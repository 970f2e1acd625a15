//! Terminal stages. Sinks consume items and emit nothing.

pub mod collect;
pub mod for_each;
pub mod fs;

pub use collect::{CollectSink, VoidSink};
pub use for_each::ForEachSink;
pub use fs::FsSink;
//! Transform an NDJSON file record by record.
//!
//! Run with:
//!   cargo run --example ndjson_map -- <input.ndjson> <output.ndjson>
//!
//! Without arguments a small input file is generated in a temp directory.

use std::path::PathBuf;
use std::time::Duration;

use flowline::error::Result;
use flowline::ndjson::{ndjson_map, NdjsonMapOptions};
use flowline::transform::ErrorMode;
use serde::{Deserialize, Serialize};

#[derive(Debug, Deserialize)]
struct Event {
    id: u64,
    kind: String,
}

#[derive(Debug, Serialize)]
struct Enriched {
    id: u64,
    kind: String,
    score: f64,
}

#[tokio::main]
async fn main() -> Result<()> {
    tracing_subscriber::fmt()
        .with_target(false)
        .with_env_filter("flowline=info")
        .init();

    let mut args = std::env::args().skip(1);
    let (input, output) = match (args.next(), args.next()) {
        (Some(i), Some(o)) => (PathBuf::from(i), PathBuf::from(o)),
        _ => {
            let dir = std::env::temp_dir().join("flowline-ndjson-demo");
            std::fs::create_dir_all(&dir)?;
            let input = dir.join("events.ndjson");
            let mut text = String::new();
            for id in 0..500u64 {
                let kind = if id % 7 == 0 { "noise" } else { "click" };
                text.push_str(&format!("{{\"id\":{id},\"kind\":\"{kind}\"}}\n"));
            }
            std::fs::write(&input, text)?;
            (input, dir.join("enriched.ndjson"))
        }
    };

    let stats = ndjson_map(
        &input,
        &output,
        |event: Event, _index| async move {
            if event.kind == "noise" {
                return Ok(None);
            }
            // Stand-in for a remote lookup.
            tokio::time::sleep(Duration::from_millis(2)).await;
            Ok(Some(Enriched {
                id: event.id,
                score: (event.id % 100) as f64 / 100.0,
                kind: event.kind,
            }))
        },
        NdjsonMapOptions {
            concurrency: 16,
            error_mode: ErrorMode::ThrowAggregated,
            log_every: 100,
            ..Default::default()
        },
    )
    .await?;

    println!(
        "wrote {} records to {} ({:.0}/s)",
        stats.processed,
        output.display(),
        stats.per_second
    );
    Ok(())
}
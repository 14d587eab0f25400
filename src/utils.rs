// Small, pure helpers shared by the tokenizer, the error taxonomy, and
// the command-line layer.
use std::fmt::Display;
use std::fs::File;

use crate::command_line;

/// Whether `s` starts with `prefix`.
pub fn starts_with(s: &str, prefix: &str) -> bool {
    s.starts_with(prefix)
}

/// True for an empty string, or one made up entirely of whitespace.
pub fn has_only_whitespace(s: &str) -> bool {
    s.chars().all(|c| c.is_whitespace())
}

pub fn is_ascii_letter(c: u8) -> bool {
    c.is_ascii_alphabetic()
}

pub fn is_octal_digit(c: u8) -> bool {
    (b'0'..=b'7').contains(&c)
}

/// Decimal value of `c`.
///
/// Precondition: `c` is an ASCII digit.
pub fn digit_to_int(c: u8) -> u32 {
    debug_assert!(c.is_ascii_digit());
    (c - b'0') as u32
}

/// Hexadecimal value of `c`, case-insensitive.
///
/// Precondition: `c` is an ASCII hex digit.
pub fn hex_digit_to_int(c: u8) -> u32 {
    debug_assert!(c.is_ascii_hexdigit());
    match c {
        b'0'..=b'9' => digit_to_int(c),
        b'a'..=b'f' => (c - b'a' + 10) as u32,
        b'A'..=b'F' => (c - b'A' + 10) as u32,
        _ => unreachable!(),
    }
}

/// `s` surrounded by single quotes.
pub fn quoted(s: &str) -> String {
    format!("'{s}'")
}

/// The lines of `s`, split on `\n`. A trailing newline does not produce
/// a final empty element.
pub fn split_into_lines(s: &str) -> Vec<String> {
    if s.is_empty() {
        return Vec::new();
    }

    let mut lines: Vec<String> = s.split('\n').map(str::to_string).collect();

    if s.ends_with('\n') {
        lines.pop();
    }

    lines
}

/// Strictly parse `s` as an unsigned integer: no leading whitespace, no
/// sign, no extra trailing characters, no overflow. Leading zeros are
/// permitted.
pub fn string_to_unsigned<T>(s: &str) -> Option<T>
where
    T: TryFrom<u64>,
{
    if s.is_empty() {
        return None;
    }

    let first = s.as_bytes()[0];

    if first.is_ascii_whitespace() || first == b'-' {
        return None;
    }

    if !s.bytes().all(|b| b.is_ascii_digit()) {
        return None;
    }

    let value: u64 = s.parse().ok()?;
    T::try_from(value).ok()
}

/// True iff `path` can be opened for reading, whatever kind of
/// filesystem entity it names.
pub fn filesystem_entity_exists(path: &str) -> bool {
    File::open(path).is_ok()
}

/// Emit `message` followed by a newline, but only if the command-line
/// layer's verbose flag is set.
pub fn print_verbose_message(sink: &mut impl std::io::Write, message: impl Display) {
    if command_line::is_verbose() {
        let _ = writeln!(sink, "{message}");
    }
}

#[cfg(test)]
mod tests {
    use super::*;

    #[test]
    fn starts_with_matches_prefix() {
        assert!(starts_with("--stop-after=2", "--stop-after"));
        assert!(!starts_with("foo", "--stop-after"));
    }

    #[test]
    fn has_only_whitespace_accepts_empty() {
        assert!(has_only_whitespace(""));
        assert!(has_only_whitespace("  \t\n"));
        assert!(!has_only_whitespace(" x "));
    }

    #[test]
    fn digit_conversions() {
        assert_eq!(digit_to_int(b'7'), 7);
        assert_eq!(hex_digit_to_int(b'a'), 10);
        assert_eq!(hex_digit_to_int(b'F'), 15);
    }

    #[test]
    fn quoted_wraps_in_single_quotes() {
        assert_eq!(quoted("abc"), "'abc'");
    }

    #[test]
    fn split_into_lines_drops_trailing_empty() {
        assert_eq!(
            split_into_lines("line 1\nline 2\n"),
            vec!["line 1".to_string(), "line 2".to_string()]
        );
        assert_eq!(split_into_lines(""), Vec::<String>::new());
        assert_eq!(split_into_lines("a\n\nb"), vec!["a", "", "b"]);
    }

    #[test]
    fn string_to_unsigned_is_strict() {
        assert_eq!(string_to_unsigned::<u32>("042"), Some(42));
        assert_eq!(string_to_unsigned::<u32>(""), None);
        assert_eq!(string_to_unsigned::<u32>(" 1"), None);
        assert_eq!(string_to_unsigned::<u32>("-1"), None);
        assert_eq!(string_to_unsigned::<u32>("1x"), None);
        assert_eq!(string_to_unsigned::<u8>("256"), None);
        assert_eq!(string_to_unsigned::<u8>("255"), Some(255));
    }

    #[test]
    fn filesystem_entity_exists_distinguishes_missing_paths() {
        assert!(!filesystem_entity_exists(
            "/this/path/should/not/exist/on/any/machine"
        ));
    }
}
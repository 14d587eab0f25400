// The CLI driver: parse the command line, tokenize every clue in the
// input file, and print a JSON report of the resulting token streams
// or the first error encountered.
use std::io::{self, Write};
use std::process;
use std::time::Instant;

use serde::Serialize;

use regex_crossword_tokenizer::{command_line, logger, utils, SolverError, Token, Tokenizer};

#[derive(Serialize)]
enum CliOutput {
    Success(Vec<Vec<Token>>),
    Error(SolverError),
}

/// Tokenize one clue line fully, turning a tokenizer `Invalid` into a
/// `RegexParse` error naming the offending byte position.
fn tokenize_line(line: &str) -> Result<Vec<Token>, SolverError> {
    let mut tokenizer = Tokenizer::new(line);
    let mut tokens = Vec::new();

    loop {
        let token = tokenizer.consume();

        if token.is_end() {
            return Ok(tokens);
        }

        if let Token::Invalid(message) = &token {
            return Err(SolverError::RegexParse {
                message: message.clone(),
                regex: line.to_string(),
                position: tokenizer.position(),
            });
        }

        tokens.push(token);
    }
}

/// Tokenize every non-blank line of `input_filepath`, one clue per
/// line. Stops at the first line that fails to tokenize.
fn tokenize_input_file(input_filepath: &str) -> Result<Vec<Vec<Token>>, SolverError> {
    let contents = std::fs::read_to_string(input_filepath)
        .map_err(|e| SolverError::InputFile(format!("{}: {e}", utils::quoted(input_filepath))))?;

    utils::split_into_lines(&contents)
        .iter()
        .enumerate()
        .filter(|(_, line)| !utils::has_only_whitespace(line))
        .map(|(i, line)| {
            tokenize_line(line).map_err(|e| SolverError::InputFileAt {
                path: input_filepath.to_string(),
                line: i + 1,
                source_line: line.clone(),
                message: e.to_string(),
            })
        })
        .collect()
}

/// Returns `Ok(true)` on success (including a bare `--help`/`--version`),
/// `Ok(false)` if tokenization failed, or `Err` for a command-line or
/// I/O failure that happens before any JSON can be printed.
fn throwing_main() -> Result<bool, SolverError> {
    let args: Vec<String> = std::env::args().collect();
    command_line::parse(&args)?;

    logger::init();

    if command_line::help_is_requested() {
        print!("{}", command_line::print_usage());
        return Ok(true);
    }

    if command_line::version_is_requested() {
        print!("{}", command_line::print_version());
        return Ok(true);
    }

    let log_filepath = command_line::log_filepath();
    if !log_filepath.is_empty() {
        logger::set_log_filepath(&log_filepath)?;
    }

    let input_filepath = command_line::input_filepath();
    let start = Instant::now();
    let result = tokenize_input_file(&input_filepath);
    let elapsed = start.elapsed();
    let succeeded = result.is_ok();

    let output = match result {
        Ok(token_lines) => CliOutput::Success(token_lines),
        Err(e) => CliOutput::Error(e),
    };

    match serde_json::to_string_pretty(&output) {
        Ok(json) => println!("{json}"),
        Err(e) => {
            let message = format!("Internal error: failed to serialize output: {e}\n");
            io::stderr().write_all(message.as_bytes()).ok();
            process::exit(1);
        }
    }

    utils::print_verbose_message(
        &mut io::stderr(),
        format!(
            "tokenized {} in {:.3}s",
            utils::quoted(&input_filepath),
            elapsed.as_secs_f64()
        ),
    );

    Ok(succeeded)
}

fn main() {
    match throwing_main() {
        Ok(true) => {}
        Ok(false) => process::exit(1),
        Err(e) => {
            eprintln!("{e}");
            process::exit(1);
        }
    }
}
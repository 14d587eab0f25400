// The error taxonomy shared by every layer of the crate.
//
// Every message is rendered with an `ERROR:\n` header and consistent
// indentation, with no trailing newline. `SolverError` is a flat enum
// rather than a class hierarchy -- one enum, manual `Display`, manual
// `std::error::Error`, `serde::Serialize` so a driver can report an
// error as JSON.
use serde::Serialize;
use std::fmt;

use crate::command_line;
use crate::utils;

const INDENT: &str = "    ";

#[derive(Debug, Serialize)]
pub enum SolverError {
    Alphabet(String),
    GridStructure(String),
    RegexStructure(String),
    InputFile(String),
    InputFileAt {
        path: String,
        line: usize,
        source_line: String,
        message: String,
    },
    /// Precondition: `position <= regex.len()`.
    RegexParse {
        message: String,
        regex: String,
        position: usize,
    },
    CommandLine(String),
}

impl fmt::Display for SolverError {
    fn fmt(&self, f: &mut fmt::Formatter<'_>) -> fmt::Result {
        write!(f, "{}", without_trailing_newline(&self.body()))
    }
}

impl std::error::Error for SolverError {}

impl SolverError {
    fn body(&self) -> String {
        let header = "ERROR:\n".to_string();

        let rest = match self {
            SolverError::Alphabet(message) => indent_and_combine_message(message),
            SolverError::GridStructure(message) => indent_and_combine_message(message),
            SolverError::RegexStructure(message) => indent_and_combine_message(message),
            SolverError::InputFile(message) => indent_and_combine_message(message),
            SolverError::InputFileAt {
                path,
                line,
                source_line,
                message,
            } => format_input_file_at(path, *line, source_line, message),
            SolverError::RegexParse {
                message,
                regex,
                position,
            } => format_regex_parse(message, regex, *position),
            SolverError::CommandLine(message) => format_command_line(message),
        };

        header + &rest
    }
}

fn combine(lines: &[String]) -> String {
    lines.iter().map(|line| format!("{line}\n")).collect()
}

fn indent(lines: &[String]) -> Vec<String> {
    lines.iter().map(|line| format!("{INDENT}{line}")).collect()
}

fn indent_and_combine(lines: &[String]) -> String {
    combine(&indent(lines))
}

fn indent_and_combine_message(message: &str) -> String {
    indent_and_combine(&utils::split_into_lines(message))
}

fn without_trailing_newline(s: &str) -> String {
    let mut result = s.to_string();

    if result.ends_with('\n') {
        result.pop();
    }

    result
}

/// Format an `InputFileAt` error:
///
/// ```text
///     in 'path', line N:
///         'source line'
///     message
/// ```
fn format_input_file_at(path: &str, line: usize, source_line: &str, message: &str) -> String {
    let line_1 = format!("in {}, line {}:", utils::quoted(path), line);
    let line_2 = format!("{INDENT}{}", utils::quoted(source_line));
    let line_3 = message.to_string();

    // `line_2` carries its own indentation already, so after the
    // wrapping `indent_and_combine()` it ends up doubly indented
    // relative to `line_1` and `line_3`.
    indent_and_combine(&[line_1, line_2, line_3])
}

/// Format a `RegexParse` error:
///
/// ```text
///     message:
///         'regex'
///          ^
/// ```
///
/// with the caret under column `position`.
fn format_regex_parse(message: &str, regex: &str, position: usize) -> String {
    debug_assert!(position <= regex.len());

    let line_1 = format!("{message}:");
    let line_2 = format!("{INDENT}{}", utils::quoted(regex));
    let line_3 = format!("{INDENT} {}^", " ".repeat(position));

    indent_and_combine(&[line_1, line_2, line_3])
}

/// Format a `CommandLine` error: the message, a blank line, then the
/// un-indented meta-usage hint.
fn format_command_line(message: &str) -> String {
    let mut lines = indent(&utils::split_into_lines(message));
    lines.push(String::new());
    lines.extend(utils::split_into_lines(&command_line::meta_usage()));
    combine(&lines)
}

#[cfg(test)]
mod tests {
    use super::*;

    #[test]
    fn header_and_no_trailing_newline() {
        let err = SolverError::Alphabet("bad alphabet".to_string());
        let rendered = err.to_string();
        assert!(rendered.starts_with("ERROR:\n"));
        assert!(!rendered.ends_with('\n'));
        assert!(rendered.contains("bad alphabet"));
    }

    #[test]
    fn regex_parse_places_caret_at_position() {
        let err = SolverError::RegexParse {
            message: "unexpected token".to_string(),
            regex: "A[".to_string(),
            position: 2,
        };
        let rendered = err.to_string();
        let lines: Vec<&str> = rendered.lines().collect();
        assert_eq!(lines[0], "ERROR:");
        assert!(lines.iter().any(|l| l.contains("unexpected token:")));
        assert!(
            lines
                .iter()
                .any(|l| l == &format!("{INDENT}{INDENT} {}^", " ".repeat(2)))
        );
    }

    #[test]
    fn input_file_at_renders_three_lines() {
        let err = SolverError::InputFileAt {
            path: "grid.txt".to_string(),
            line: 3,
            source_line: "A.B".to_string(),
            message: "unbalanced brackets".to_string(),
        };
        let rendered = err.to_string();
        assert!(rendered.contains("in 'grid.txt', line 3:"));
        assert!(rendered.contains("'A.B'"));
        assert!(rendered.contains("unbalanced brackets"));
    }
}
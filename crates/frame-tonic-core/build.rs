/// Builds the gRPC client and server code for `proto/frame.proto` using
/// `tonic-prost-build`.
///
/// Besides the message types and service bindings, the build emits an encoded
/// `FileDescriptorSet` (`frame_descriptor.bin`) into `OUT_DIR`. The server
/// feeds it to `tonic-reflection` so tools like `grpcurl` can discover
/// `frame.FrameService` without a local copy of the proto.
///
/// # Panics
///
/// Panics if `OUT_DIR` is missing or code generation fails; both abort the
/// build with the underlying error.
use std::env;
use std::path::PathBuf;

fn main() {
    let out_dir = PathBuf::from(env::var("OUT_DIR").unwrap());
    let descriptor_path = out_dir.join("frame_descriptor.bin");

    println!("cargo:rerun-if-changed=proto/frame.proto");

    let mut config = tonic_prost_build::Config::new();
    config.file_descriptor_set_path(&descriptor_path);

    tonic_prost_build::configure()
        .compile_with_config(config, &["proto/frame.proto"], &["proto"])
        .unwrap();
}
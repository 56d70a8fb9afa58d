//! HTTP liveness listener.
//!
//! Serves a single route, [`HEALTH_PATH`], which answers every method with
//! `200 OK` and an empty body. Other paths fall through to the router's
//! default `404 Not Found`, also with an empty body.

use crate::server::{
    config::ListenerConfig,
    error::ListenerError,
    listener::{ListenerKind, bind_tcp},
    telemetry::increment_health_checks,
};
use axum::{Router, http::StatusCode, routing::any};
#[cfg(test)]
use std::net::SocketAddr;
use tokio::net::TcpListener;

const KIND: ListenerKind = ListenerKind::Health;

/// Path of the liveness check.
pub const HEALTH_PATH: &str = "/health";

/// Router with the liveness route and nothing else.
pub fn router() -> Router {
    Router::new().route(HEALTH_PATH, any(health))
}

async fn health() -> StatusCode {
    increment_health_checks();
    StatusCode::OK
}

/// A bound health listener that has not started serving yet.
#[derive(Debug)]
pub struct HealthListener {
    listener: TcpListener,
}

impl HealthListener {
    pub async fn bind(config: &ListenerConfig) -> Result<Self, ListenerError> {
        let listener = bind_tcp(KIND, &config.addr).await?;
        Ok(Self { listener })
    }

    #[cfg(test)]
    pub fn local_addr(&self) -> SocketAddr {
        self.listener.local_addr().expect("bound listener has an address")
    }

    pub async fn serve(self) -> Result<(), ListenerError> {
        #[cfg(feature = "tracing")]
        if let Ok(addr) = self.listener.local_addr() {
            tracing::info!("Serving health checks on http://{addr}{HEALTH_PATH}");
        }

        axum::serve(self.listener, router())
            .await
            .map_err(|e| ListenerError::serve(KIND, e))
    }

    pub async fn start(config: ListenerConfig) -> Result<(), ListenerError> {
        Self::bind(&config).await?.serve().await
    }
}
use anyhow::bail;
use clap::Parser;

/// Runtime configuration for the `frame-tonic-server` binary.
///
/// Each listener gets its own address. Values come from CLI arguments or
/// environment variables (a `.env` file is loaded first).
#[derive(Parser, Debug, Clone)]
#[command(
    name = "frame-tonic-server",
    version,
    about = "A gRPC frame service with an HTTP liveness endpoint"
)]
pub struct CliArgs {
    /// Address the gRPC listener binds to.
    ///
    /// A host-less address such as `:8080` binds every interface.
    ///
    /// Environment variable: `RPC_ADDR`
    #[arg(long, env = "RPC_ADDR", default_value_t = String::from("0.0.0.0:8080"))]
    pub rpc_addr: String,

    /// Address the HTTP health listener binds to. Must differ from
    /// `--rpc-addr` for both listeners to come up.
    ///
    /// Environment variable: `HEALTH_ADDR`
    #[arg(long, env = "HEALTH_ADDR", default_value_t = String::from("0.0.0.0:8081"))]
    pub health_addr: String,
}

/// Address configuration for a single listener. Immutable once the host
/// starts.
#[derive(Debug, Clone, PartialEq, Eq)]
pub struct ListenerConfig {
    pub addr: String,
}

impl ListenerConfig {
    pub fn new(addr: impl Into<String>) -> Self {
        Self { addr: addr.into() }
    }
}

#[derive(Debug, Clone, PartialEq, Eq)]
pub struct HostConfig {
    pub rpc: ListenerConfig,
    pub health: ListenerConfig,
}

impl TryFrom<CliArgs> for HostConfig {
    type Error = anyhow::Error;

    fn try_from(args: CliArgs) -> Result<Self, Self::Error> {
        Ok(Self {
            rpc: ListenerConfig::new(normalize_addr("RPC_ADDR", &args.rpc_addr)?),
            health: ListenerConfig::new(normalize_addr("HEALTH_ADDR", &args.health_addr)?),
        })
    }
}

/// Expands `:PORT` to `0.0.0.0:PORT`. Anything else is left for the socket
/// layer to accept or reject at bind time.
fn normalize_addr(name: &str, raw: &str) -> anyhow::Result<String> {
    let addr = raw.trim();
    if addr.is_empty() {
        bail!("{name} must not be empty");
    }
    if addr.starts_with(':') {
        return Ok(format!("0.0.0.0{addr}"));
    }
    Ok(addr.to_string())
}
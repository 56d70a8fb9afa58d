//! Error types for the frame service handler.
//!
//! The `GetFrame` handler itself never fails, so the variants here describe
//! failures a handler is allowed to report. `From<Error>` for `tonic::Status`
//! keeps the mapping onto gRPC status codes in one place.
//!
//! ## Error Cases
//! - `Unimplemented`: the method is part of the contract but has no handler.
//! - `Handler`: a handler-level failure, reported as an internal error.

use tonic::Status;

pub type Result<T> = core::result::Result<T, Error>;

/// Unified error type for frame service handlers.
#[derive(Clone, thiserror::Error, Debug, PartialEq, Eq)]
pub enum Error {
    /// The method exists in the service contract but is not implemented.
    #[error("Method not implemented: {method}")]
    Unimplemented { method: &'static str },

    /// A handler failed while serving an otherwise valid request.
    #[error("Handler error: {reason}")]
    Handler { reason: String },
}

impl From<Error> for Status {
    fn from(err: Error) -> Self {
        match err {
            Error::Unimplemented { method } => {
                Status::unimplemented(format!("{method} is not implemented"))
            }
            Error::Handler { reason } => Status::internal(format!("Handler error: {reason}")),
        }
    }
}
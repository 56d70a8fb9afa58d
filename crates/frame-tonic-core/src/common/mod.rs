//! Types shared by the frame server and its clients.
//!
//! - [`error`] - handler-level [`Error`] and its `tonic::Status` mapping.
//! - [`types`] - wire-level aliases.

pub mod error;
pub mod types;

pub use error::{Error, Result};
pub use types::*;
//! Network listeners run by the service host.
//!
//! - [`rpc`] - tonic server exposing `frame.FrameService`.
//! - [`health`] - axum server exposing `/health`.
//!
//! Both listeners follow the same shape: `bind` claims the socket and fails
//! with [`ListenerError::Bind`], `serve` runs until the transport fails, and
//! `start` does both. They share no state.

pub mod health;
pub mod rpc;

use crate::server::error::ListenerError;
use core::fmt;
use tokio::net::TcpListener;

/// Identifies a listener in errors, logs and metrics.
#[derive(Debug, Clone, Copy, PartialEq, Eq, Hash)]
pub enum ListenerKind {
    Rpc,
    Health,
}

impl ListenerKind {
    pub const fn as_str(self) -> &'static str {
        match self {
            ListenerKind::Rpc => "rpc",
            ListenerKind::Health => "health",
        }
    }
}

impl fmt::Display for ListenerKind {
    fn fmt(&self, f: &mut fmt::Formatter<'_>) -> fmt::Result {
        f.write_str(self.as_str())
    }
}

/// Binds a TCP socket for `listener`, tagging any failure with the listener
/// and the address it tried.
async fn bind_tcp(listener: ListenerKind, addr: &str) -> Result<TcpListener, ListenerError> {
    TcpListener::bind(addr)
        .await
        .map_err(|source| ListenerError::Bind {
            listener,
            addr: addr.to_string(),
            source,
        })
}
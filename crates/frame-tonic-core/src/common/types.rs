//! Wire-level aliases for the frame contract.

/// Integer type of a frame identifier on the wire (`int32` in the proto).
pub type FrameId = i32;

/// Fully qualified name of the frame gRPC service, as registered with the
/// health and reflection services.
pub const FRAME_SERVICE_NAME: &str = "frame.FrameService";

++++++++

Take exactly the lines from the one containing "(b'0'..=b'7').contains(&c)" through the one containing "by single quotes." in the data above, and output them with nothing added.

    (b'0'..=b'7').contains(&c)
}

/// Decimal value of `c`.
///
/// Precondition: `c` is an ASCII digit.
pub fn digit_to_int(c: u8) -> u32 {
    debug_assert!(c.is_ascii_digit());
    (c - b'0') as u32
}

/// Hexadecimal value of `c`, case-insensitive.
///
/// Precondition: `c` is an ASCII hex digit.
pub fn hex_digit_to_int(c: u8) -> u32 {
    debug_assert!(c.is_ascii_hexdigit());
    match c {
        b'0'..=b'9' => digit_to_int(c),
        b'a'..=b'f' => (c - b'a' + 10) as u32,
        b'A'..=b'F' => (c - b'A' + 10) as u32,
        _ => unreachable!(),
    }
}

/// `s` surrounded by single quotes.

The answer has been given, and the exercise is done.